* [Task details] Find every line of the records that has "Result" and return it.

* [Information]
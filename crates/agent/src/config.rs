//! Agent configuration

use admission_lib::{ActionClassifier, ActionType, AdmissionControlSettings};
use anyhow::{Context, Result};
use serde::Deserialize;
use std::path::Path;

/// Agent configuration
#[derive(Debug, Clone, Deserialize)]
pub struct AgentConfig {
    /// Node identity, defaults to `NODE_NAME`
    #[serde(default = "default_node_id")]
    pub node_id: String,

    /// API server port for health/metrics/admission endpoints
    #[serde(default = "default_api_port")]
    pub api_port: u16,

    /// Root of the proc filesystem
    #[serde(default = "default_proc_path")]
    pub proc_path: String,

    /// Block devices to track; all devices when unset
    #[serde(default)]
    pub devices: Option<Vec<String>>,

    #[serde(default)]
    pub admission: AdmissionControlSettings,

    /// Extra transport action prefixes, checked after the built-in ones
    #[serde(default)]
    pub action_rules: Vec<ActionRule>,
}

/// Maps transport actions starting with `prefix` to an action type
#[derive(Debug, Clone, Deserialize)]
pub struct ActionRule {
    pub prefix: String,
    pub action_type: ActionType,
}

fn default_node_id() -> String {
    std::env::var("NODE_NAME").unwrap_or_else(|_| "unknown".to_string())
}

fn default_api_port() -> u16 {
    8080
}

fn default_proc_path() -> String {
    "/proc".to_string()
}

impl Default for AgentConfig {
    fn default() -> Self {
        Self {
            node_id: default_node_id(),
            api_port: default_api_port(),
            proc_path: default_proc_path(),
            devices: None,
            admission: AdmissionControlSettings::default(),
            action_rules: Vec::new(),
        }
    }
}

impl AgentConfig {
    /// Load configuration from an optional TOML file and `AGENT__*` environment variables.
    ///
    /// Nested keys use `__`, e.g. `AGENT__ADMISSION__TRANSPORT_MODE=enforced`.
    pub fn load(path: Option<&Path>) -> Result<Self> {
        let mut builder = config::Config::builder();
        if let Some(path) = path {
            builder = builder.add_source(config::File::from(path).required(true));
        }

        let config = builder
            .add_source(
                config::Environment::with_prefix("AGENT")
                    .separator("__")
                    .try_parsing(true),
            )
            .build()
            .context("Failed to read agent configuration")?;

        let config: AgentConfig = config
            .try_deserialize()
            .context("Invalid agent configuration")?;
        config
            .admission
            .validate()
            .context("Invalid admission control settings")?;

        Ok(config)
    }

    /// Built-in classifier extended with the configured action rules
    pub fn classifier(&self) -> ActionClassifier {
        self.action_rules
            .iter()
            .fold(ActionClassifier::new(), |classifier, rule| {
                classifier.with_rule(rule.prefix.clone(), rule.action_type)
            })
    }
}
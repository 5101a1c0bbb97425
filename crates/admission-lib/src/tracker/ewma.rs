//! Exponentially weighted moving average

/// Default smoothing factor
pub const DEFAULT_ALPHA: f64 = 0.3;

/// EWMA where each update computes `alpha * sample + (1 - alpha) * previous`
#[derive(Debug, Clone, Copy, PartialEq)]
pub struct Ewma {
    alpha: f64,
    average: f64,
}

impl Ewma {
    /// Create an average starting at `initial`.
    ///
    /// `alpha` outside `(0, 1]` is clamped into range.
    pub fn new(alpha: f64, initial: f64) -> Self {
        let alpha = if alpha.is_finite() {
            alpha.clamp(f64::MIN_POSITIVE, 1.0)
        } else {
            DEFAULT_ALPHA
        };
        Self {
            alpha,
            average: initial,
        }
    }

    pub fn add_value(&mut self, sample: f64) {
        self.average = self.alpha * sample + (1.0 - self.alpha) * self.average;
    }

    pub fn average(&self) -> f64 {
        self.average
    }

    pub fn alpha(&self) -> f64 {
        self.alpha
    }
}

impl Default for Ewma {
    fn default() -> Self {
        Self::new(DEFAULT_ALPHA, 0.0)
    }
}

#[cfg(test)]
mod tests {
    use super::*;

    #[test]
    fn test_recurrence_holds_for_every_update() {
        let samples = [50.0, 80.0, 10.0, 95.0, 0.0, 33.3];
        let alpha = 0.3;
        let mut ewma = Ewma::new(alpha, 5.0);
        let mut expected = 5.0;

        for sample in samples {
            ewma.add_value(sample);
            expected = alpha * sample + (1.0 - alpha) * expected;
            assert!((ewma.average() - expected).abs() < 1e-9);
        }
    }

    #[test]
    fn test_alpha_one_tracks_latest() {
        let mut ewma = Ewma::new(1.0, 0.0);
        ewma.add_value(42.0);
        assert_eq!(ewma.average(), 42.0);
        ewma.add_value(7.0);
        assert_eq!(ewma.average(), 7.0);
    }

    #[test]
    fn test_alpha_clamped() {
        assert_eq!(Ewma::new(3.0, 0.0).alpha(), 1.0);
        assert!(Ewma::new(-1.0, 0.0).alpha() > 0.0);
        assert_eq!(Ewma::new(f64::NAN, 0.0).alpha(), DEFAULT_ALPHA);
    }
}
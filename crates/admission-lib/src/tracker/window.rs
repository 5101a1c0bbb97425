//! Bounded FIFO history with averaging

use std::collections::VecDeque;

/// Default number of samples kept per tracked signal
pub const DEFAULT_WINDOW_SIZE: usize = 10;

/// Fixed-capacity history of recent values.
///
/// Pushing past capacity evicts exactly the oldest entry.
#[derive(Debug, Clone)]
pub struct RollingWindow<T> {
    values: VecDeque<T>,
    capacity: usize,
}

impl<T> RollingWindow<T> {
    /// Create a window holding at most `capacity` values (minimum 1)
    pub fn new(capacity: usize) -> Self {
        let capacity = capacity.max(1);
        Self {
            values: VecDeque::with_capacity(capacity),
            capacity,
        }
    }

    /// Append a value, returning the evicted one if the window was full
    pub fn push(&mut self, value: T) -> Option<T> {
        let evicted = if self.values.len() == self.capacity {
            self.values.pop_front()
        } else {
            None
        };
        self.values.push_back(value);
        evicted
    }

    pub fn len(&self) -> usize {
        self.values.len()
    }

    pub fn is_empty(&self) -> bool {
        self.values.is_empty()
    }

    pub fn capacity(&self) -> usize {
        self.capacity
    }

    /// Whether the window has been filled once
    pub fn is_full(&self) -> bool {
        self.values.len() == self.capacity
    }

    pub fn latest(&self) -> Option<&T> {
        self.values.back()
    }

    pub fn iter(&self) -> impl Iterator<Item = &T> {
        self.values.iter()
    }

    /// Mean of a projection over the held values
    pub fn average_by<F>(&self, f: F) -> Option<f64>
    where
        F: Fn(&T) -> f64,
    {
        if self.values.is_empty() {
            return None;
        }
        let sum: f64 = self.values.iter().map(f).sum();
        Some(sum / self.values.len() as f64)
    }
}

impl RollingWindow<f64> {
    /// Mean of the held values, `0.0` when empty
    pub fn average(&self) -> f64 {
        self.average_by(|v| *v).unwrap_or(0.0)
    }
}

impl<T> Default for RollingWindow<T> {
    fn default() -> Self {
        Self::new(DEFAULT_WINDOW_SIZE)
    }
}
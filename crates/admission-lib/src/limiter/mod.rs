//! Rate limiting primitives

mod adaptive;
mod token_bucket;

pub use adaptive::{AdaptiveTokenBucket, RatioChange, DEFAULT_TUNING_INTERVAL};
pub use token_bucket::{nanos_clock, Clock, TokenBucket};
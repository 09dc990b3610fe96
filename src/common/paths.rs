//! Configuration paths
//!
//! Uses the directories crate for platform-appropriate locations:
//! - Linux: `~/.config/rag-acceptance/`
//! - macOS: `~/Library/Application Support/rag-acceptance/`
//! - Windows: `%APPDATA%\rag-acceptance\`

use std::path::PathBuf;

/// Application name used for config directories
const APP_NAME: &str = "rag-acceptance";

/// Get the configuration directory path
pub fn config_dir() -> Option<PathBuf> {
    directories::ProjectDirs::from("", "", APP_NAME).map(|dirs| dirs.config_dir().to_path_buf())
}

/// Get the path to the configuration file
pub fn config_path() -> Option<PathBuf> {
    config_dir().map(|dir| dir.join("config.toml"))
}
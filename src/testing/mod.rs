//! Acceptance suite
//!
//! Runs the provisioning, identity, retrieval and isolation checks against a
//! live deployment, asserting on decoded JSON rather than raw response text
//! wherever the contract names a field.

mod answer;
mod runner;
mod scenario;

pub use answer::{extract_answer, ANSWER_FIELDS};
pub use runner::{
    check_answer_contains, check_ingest_ack, provision, provision_many, run_suite, secret_token,
    Step, SuiteReport, TestContext,
};
pub use scenario::{IsolationProbe, Scenario};
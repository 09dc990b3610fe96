//! Wire types for the study assistant HTTP API
//!
//! Response bodies stay as `serde_json::Value` at the transport boundary so
//! the runner can assert on shapes the service got wrong; the helpers here
//! turn validated values into typed data.

use serde::{Deserialize, Serialize};
use serde_json::Value;

use crate::common::{Error, Result};

/// Header carrying the admin key on the provisioning endpoint
pub const ADMIN_KEY_HEADER: &str = "x-admin-key";

/// Header carrying a tenant API key
pub const API_KEY_HEADER: &str = "x-api-key";

/// API paths, relative to the service root
pub mod paths {
    pub const CREATE_USER_KEY: &str = "/admin/create_user_key";
    pub const ME: &str = "/v1/me";
    pub const INGEST: &str = "/v1/ingest";
    pub const CHAT: &str = "/v1/chat";
    pub const HEALTH: &str = "/health";
    pub const BEDROCK_STATUS: &str = "/bedrock/status";
}

/// A tenant credential minted by the provisioning endpoint
#[derive(Debug, Clone, PartialEq, Eq, Serialize, Deserialize)]
pub struct Credential {
    pub user_id: String,
    pub api_key: String,
}

impl Credential {
    /// Validate a provisioning response: both fields must be non-empty strings
    pub fn from_response(value: &Value) -> Result<Self> {
        let api_key = non_empty_str(value, "api_key")
            .ok_or_else(|| Error::Provisioning(format!("response has no api_key: {value}")))?;
        let user_id = non_empty_str(value, "user_id")
            .ok_or_else(|| Error::Provisioning(format!("response has no user_id: {value}")))?;

        Ok(Self {
            user_id: user_id.to_string(),
            api_key: api_key.to_string(),
        })
    }
}

/// Body of `POST /v1/ingest`
#[derive(Debug, Serialize)]
pub struct IngestRequest<'a> {
    pub notebook: &'a str,
    pub text: &'a str,
}

/// Body of `POST /v1/chat`
#[derive(Debug, Serialize)]
pub struct ChatRequest<'a> {
    pub notebook: &'a str,
    pub question: &'a str,
}

/// Report served by `GET /bedrock/status`
///
/// Every field is optional on the wire; deployments without Bedrock
/// return a subset.
#[derive(Debug, Clone, Default, Deserialize, Serialize)]
#[serde(default)]
pub struct BedrockStatus {
    pub use_bedrock: bool,
    pub region: Option<String>,
    pub embedding_model_id: Option<String>,
    pub chat_model_id: Option<String>,
    pub bedrock_control_plane_ok: bool,
    pub bedrock_runtime_ok: bool,
    pub embedding_invoke_ok: bool,
    pub embedding_dim: Option<u64>,
    pub chat_invoke_ok: bool,
    pub errors: Vec<String>,
}

/// Read `field` as a non-empty string
pub fn non_empty_str<'a>(value: &'a Value, field: &str) -> Option<&'a str> {
    value
        .get(field)
        .and_then(Value::as_str)
        .filter(|s| !s.is_empty())
}
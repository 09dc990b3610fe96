//! Client side of the study assistant HTTP/JSON contract
//!
//! Four endpoints make up the contract under test (key provisioning,
//! identity, ingest, chat); `/health` and `/bedrock/status` are probed
//! only by the preflight checks.

pub mod client;
pub mod types;

pub use client::{ApiClient, StudyApi};
pub use types::{BedrockStatus, Credential};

* [Solution for this exercise]
use anyhow::{Context, Result};
    pub fn load(path: Option<&Path>) -> Result<Self> {
use crate::common::{Error, Result};
    pub fn from_response(value: &Value) -> Result<Self> {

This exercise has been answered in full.